What to do
In the records that follow, the lines from the one containing "Result::new(status.unwrap_or(env.exit_status))" to the one containing "for name in", inclusive, are to be given again exactly.

Data extracted from a collection
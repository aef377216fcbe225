// This file is part of shoal, an interactive POSIX-style shell.
// Copyright (C) 2026 the shoal developers
//
// This program is free software: you can redistribute it and/or modify
// it under the terms of the GNU General Public License as published by
// the Free Software Foundation, either version 3 of the License, or
// (at your option) any later version.
//
// This program is distributed in the hope that it will be useful,
// but WITHOUT ANY WARRANTY; without even the implied warranty of
// MERCHANTABILITY or FITNESS FOR A PARTICULAR PURPOSE.  See the
// GNU General Public License for more details.
//
// You should have received a copy of the GNU General Public License
// along with this program.  If not, see <https://www.gnu.org/licenses/>.

//! The `.` (`source`) built-in

use crate::common::{builtin_error, builtin_failure};
use shoal_env::builtin::Result;
use shoal_env::semantics::{Divert, Field};
use shoal_env::stack::Frame;
use shoal_env::system::{Mode, OFlag, System};
use shoal_env::Env;
use shoal_syntax::source::Source;
use std::ffi::CString;
use std::num::NonZeroU64;
use std::ops::ControlFlow::{Break, Continue};

/// Reads a whole file through the system interface.
fn read_file(env: &mut Env, path: &str) -> std::result::Result<String, String> {
    let c_path = CString::new(path).map_err(|_| "invalid file name".to_string())?;
    let fd = env
        .system
        .open(&c_path, OFlag::O_RDONLY, Mode::empty())
        .map_err(|errno| errno.to_string())?;
    let mut content = Vec::new();
    let mut buffer = [0; 4096];
    loop {
        match env.system.read(fd, &mut buffer) {
            Ok(0) => break,
            Ok(count) => content.extend_from_slice(&buffer[..count]),
            Err(shoal_env::system::Errno::EINTR) => {}
            Err(errno) => {
                _ = env.system.close(fd);
                return Err(errno.to_string());
            }
        }
    }
    _ = env.system.close(fd);
    String::from_utf8(content).map_err(|_| "file is not valid UTF-8".to_string())
}

pub fn main(env: &mut Env, args: Vec<Field>) -> Result {
    let Some(path) = args.first() else {
        return builtin_error(env, ".", format_args!("missing file operand"));
    };
    let path = path.value.clone();

    let content = match read_file(env, &path) {
        Ok(content) => content,
        Err(message) => {
            return builtin_failure(env, ".", format_args!("{path}: {message}"));
        }
    };

    env.stack.push(Frame::DotScript);
    let flow = shoal_semantics::run_source(
        env,
        &content,
        Source::DotScript { path },
        NonZeroU64::new(1).unwrap(),
    );
    env.stack.pop();

    match flow {
        Continue(()) => Result::new(env.exit_status),
        Break(Divert::Return(status)) => {
            Result::new(status.unwrap_or(env.exit_status))
        }
        Break(divert) => Result {
            exit_status: divert.exit_status().unwrap_or(env.exit_status),
            divert: Break(divert),
        },
    }
}
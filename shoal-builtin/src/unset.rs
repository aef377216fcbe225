// This file is part of shoal, an interactive POSIX-style shell.
// Copyright (C) 2026 the shoal developers
//
// This program is free software: you can redistribute it and/or modify
// it under the terms of the GNU General Public License as published by
// the Free Software Foundation, either version 3 of the License, or
// (at your option) any later version.
//
// This program is distributed in the hope that it will be useful,
// but WITHOUT ANY WARRANTY; without even the implied warranty of
// MERCHANTABILITY or FITNESS FOR A PARTICULAR PURPOSE.  See the
// GNU General Public License for more details.
//
// You should have received a copy of the GNU General Public License
// along with this program.  If not, see <https://www.gnu.org/licenses/>.

//! The `unset` built-in

use crate::common::builtin_failure;
use shoal_env::builtin::Result;
use shoal_env::semantics::{ExitStatus, Field};
use shoal_env::Env;

pub fn main(env: &mut Env, args: Vec<Field>) -> Result {
    let mut functions = false;
    let mut names = Vec::new();
    for arg in &args {
        match arg.value.as_str() {
            "-f" => functions = true,
            "-v" => functions = false,
            "--" => {}
            name => names.push(name.to_string()),
        }
    }

    for name in names {
        let result = if functions {
            env.functions.remove(&name).map(drop).map_err(|e| e.to_string())
        } else {
            env.variables.unset(&name).map(drop).map_err(|e| e.to_string())
        };
        if let Err(message) = result {
            return builtin_failure(env, "unset", format_args!("{message}"));
        }
    }
    Result::new(ExitStatus::SUCCESS)
}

Written response
            Result::new(status.unwrap_or(env.exit_status))
        }
        Break(divert) => Result {
            exit_status: divert.exit_status().unwrap_or(env.exit_status),
            divert: Break(divert),
        },
    }
}
filename shoal-builtin/src/unset.rs
repository aef377216fcbe225
// This file is part of shoal, an interactive POSIX-style shell.
// Copyright (C) 2026 the shoal developers
//
// This program is free software: you can redistribute it and/or modify
// it under the terms of the GNU General Public License as published by
// the Free Software Foundation, either version 3 of the License, or
// (at your option) any later version.
//
// This program is distributed in the hope that it will be useful,
// but WITHOUT ANY WARRANTY; without even the implied warranty of
// MERCHANTABILITY or FITNESS FOR A PARTICULAR PURPOSE.  See the
// GNU General Public License for more details.
//
// You should have received a copy of the GNU General Public License
// along with this program.  If not, see <https://www.gnu.org/licenses/>.

//! The `unset` built-in

use crate::common::builtin_failure;
use shoal_env::builtin::Result;
use shoal_env::semantics::{ExitStatus, Field};
use shoal_env::Env;

pub fn main(env: &mut Env, args: Vec<Field>) -> Result {
    let mut functions = false;
    let mut names = Vec::new();
    for arg in &args {
        match arg.value.as_str() {
            "-f" => functions = true,
            "-v" => functions = false,
            "--" => {}
            name => names.push(name.to_string()),
        }
    }

    for name in names {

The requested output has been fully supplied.